#OccupyMadisonAvenue?
For the last three or four months now, every time i’ve tried to watch a streaming documentary from any semi-legitimate site (PBS, SnagFilms, etc.), which is very often, I’ve been forced to watch this horrific ad campaign about all the good Goldman Sachs is doing in “the community.” This is so embarrassing for all involved: the incredibly targeted micro-audience identified as knowledgeable, yet swayable, about the means and ends of GS by its interest in television programs with facticity, etc.; the implicit apology from Goldman itself (I feel like the non-distinction between an “image problem” and an “ontology problem” is the 2011 version of 2008’s “liquidity” v. “solvency”); the poor creatives who had to find examples of Goldman money spent on things besides the creation of more money. Thus far, they’ve only found three very, very attenuated things, making the campaign that much more glaringly, repetitively ineffectual: this one (you’ll have to click screenshot, obviously no embedding allowed!) is about the University of Louisville getting financing for a basketball arena! (You know there’s trouble when you have to bathe in the hometown-authenticity goodwill glow of big-time college sports—and, my god, Kentucky college sports, at that.) The next one is about helping the Yankees set up the YES Network, absurdly told as an underdog story! (“Progress is…When a regional broadcasting network rewrites the sports entertainment playbook.”) And, of course, something rather imprecise about post-Katrina rebuilding. http://www2.goldmansachs.com/our-firm/progress/
The problem, of course, is when it comes down to it, people want to be nice. This is the basically counter-revolutionary aspect to social media and all it’s wrought, right?—it’s made explicitly to mask any view of the systemic or hierarchical or even organizational with faux/fantasy networks of feelings. I—a private citizen, etc, etc.—can now retweet and reappropriate, immediately, things that famous people, even corporations, say (“say”), which kind of demonstrates the banality of discourse. What makes the Wall Street protesters in fact like Cairo, Tunis, etc. is their basic belief, generational no doubt, that the problem is the world isn’tmore like the everyone-talking-to-everyone social-network utopia that, for want of a better word, college was like.
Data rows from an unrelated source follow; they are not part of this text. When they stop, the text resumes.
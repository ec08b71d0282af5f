use std::path::{Path, PathBuf};

use anyhow::{Context, Result};
use clap::{Args, Parser, Subcommand};
use serde_json::json;
use sticker_contracts::events::EventWriter;
use sticker_contracts::prompt::build_prompt;
use sticker_contracts::selection::{
    parse_choice, RectangleOrientation, Selection, StickerMaterial, StickerShape,
};
use sticker_contracts::session::{PreviewSession, PreviewStatus, UploadedImage};
use sticker_engine::config::{ConfigOverrides, GenerationConfig};
use sticker_engine::{describe_status, PreviewEngine, SubmitOutcome};

mod chat;
mod render;

#[derive(Debug, Parser)]
#[command(
    name = "sticker-preview",
    version,
    about = "AI sticker previews from your own artwork"
)]
struct Cli {
    #[command(subcommand)]
    command: Command,
}

#[derive(Debug, Subcommand)]
enum Command {
    /// Interactive session: upload, pick options, generate, repeat.
    Chat(ChatArgs),
    /// Generate a single preview and exit.
    Generate(GenerateArgs),
    /// Print the prompt a selection would send.
    Prompt(SelectionArgs),
}

#[derive(Debug, Args)]
struct ProviderArgs {
    /// Image provider (openai or dryrun).
    #[arg(long)]
    provider: Option<String>,
    #[arg(long)]
    model: Option<String>,
    #[arg(long)]
    size: Option<String>,
    #[arg(long)]
    api_base: Option<String>,
}

impl ProviderArgs {
    fn overrides(&self) -> ConfigOverrides {
        ConfigOverrides {
            provider: self.provider.clone(),
            model: self.model.clone(),
            size: self.size.clone(),
            api_base: self.api_base.clone(),
        }
    }
}

#[derive(Debug, Args)]
struct SelectionArgs {
    #[arg(long, default_value = "round", value_parser = parse_choice::<StickerShape>)]
    shape: StickerShape,
    #[arg(long, default_value = "vinyl", value_parser = parse_choice::<StickerMaterial>)]
    material: StickerMaterial,
    #[arg(long, default_value = "landscape", value_parser = parse_choice::<RectangleOrientation>)]
    orientation: RectangleOrientation,
}

impl SelectionArgs {
    fn selection(&self) -> Selection {
        Selection::new(self.shape, self.material, self.orientation)
    }
}

#[derive(Debug, Parser)]
struct ChatArgs {
    #[arg(long)]
    out: PathBuf,
    #[arg(long)]
    events: Option<PathBuf>,
    #[command(flatten)]
    provider: ProviderArgs,
}

#[derive(Debug, Parser)]
struct GenerateArgs {
    #[arg(long)]
    image: PathBuf,
    #[arg(long)]
    out: PathBuf,
    #[arg(long)]
    events: Option<PathBuf>,
    #[command(flatten)]
    selection: SelectionArgs,
    #[command(flatten)]
    provider: ProviderArgs,
}

fn main() {
    match run() {
        Ok(code) => std::process::exit(code),
        Err(err) => {
            eprintln!("sticker-preview error: {err:#}");
            std::process::exit(1);
        }
    }
}

fn run() -> Result<i32> {
    let cli = Cli::parse();
    match cli.command {
        Command::Chat(args) => {
            chat::run_chat(args)?;
            Ok(0)
        }
        Command::Generate(args) => run_generate(args),
        Command::Prompt(args) => {
            println!("{}", build_prompt(&args.selection()));
            Ok(0)
        }
    }
}

fn build_engine(
    out: &Path,
    events: Option<PathBuf>,
    provider: &ProviderArgs,
) -> Result<PreviewEngine> {
    std::fs::create_dir_all(out)
        .with_context(|| format!("failed to create {}", out.display()))?;
    let events_path = events.unwrap_or_else(|| out.join("events.jsonl"));
    let writer = EventWriter::for_new_session(events_path);
    let config = GenerationConfig::from_env().with_overrides(&provider.overrides());
    let engine = PreviewEngine::new(config, writer).context("invalid image provider")?;
    engine.record_event(
        "session_started",
        json!({
            "out_dir": out.to_string_lossy(),
            "provider": engine.provider(),
            "model": engine.config().model,
            "size": engine.config().size,
        }),
    );
    Ok(engine)
}

fn run_generate(args: GenerateArgs) -> Result<i32> {
    let engine = build_engine(&args.out, args.events.clone(), &args.provider)?;
    let mut session = PreviewSession::new();
    session.upload(UploadedImage::new(&args.image));
    let selection = args.selection.selection();
    session.set_shape(selection.shape);
    session.set_material(selection.material);
    session.set_orientation(selection.orientation);

    println!("{}", describe_status(&PreviewStatus::Loading));
    let outcome = engine.submit(&mut session);
    let code = match outcome {
        SubmitOutcome::Generated(preview) => {
            let files = render::write_preview(&args.out, &preview, &session, &engine)?;
            println!("{}", describe_status(session.status()));
            println!("Preview image: {}", files.image_path.display());
            println!("Preview page: {}", files.html_path.display());
            0
        }
        SubmitOutcome::Failed(err) => {
            println!("{}", describe_status(session.status()));
            eprintln!("cause: {err}");
            1
        }
        SubmitOutcome::Blocked(blocked) => {
            eprintln!("{blocked}");
            1
        }
    };
    engine.record_event(
        "session_finished",
        json!({ "status": session.status().name() }),
    );
    Ok(code)
}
Of course, slightly luckier or slightly more craven college colleagues of the angry people are probably filming/making up episode 4 of the Goldman Sachs campaign as they “march.” They are just as nice—everyone is—as when they were dormmates! It is alarming to me, though I’ve certainly not thought about this long enough to say why, that investment banks would (or could, sentiently) want to be perceived as nice—you know, good-natured and above all, conversational—and citizens would perceive that the problem with investment banks is that they are mean.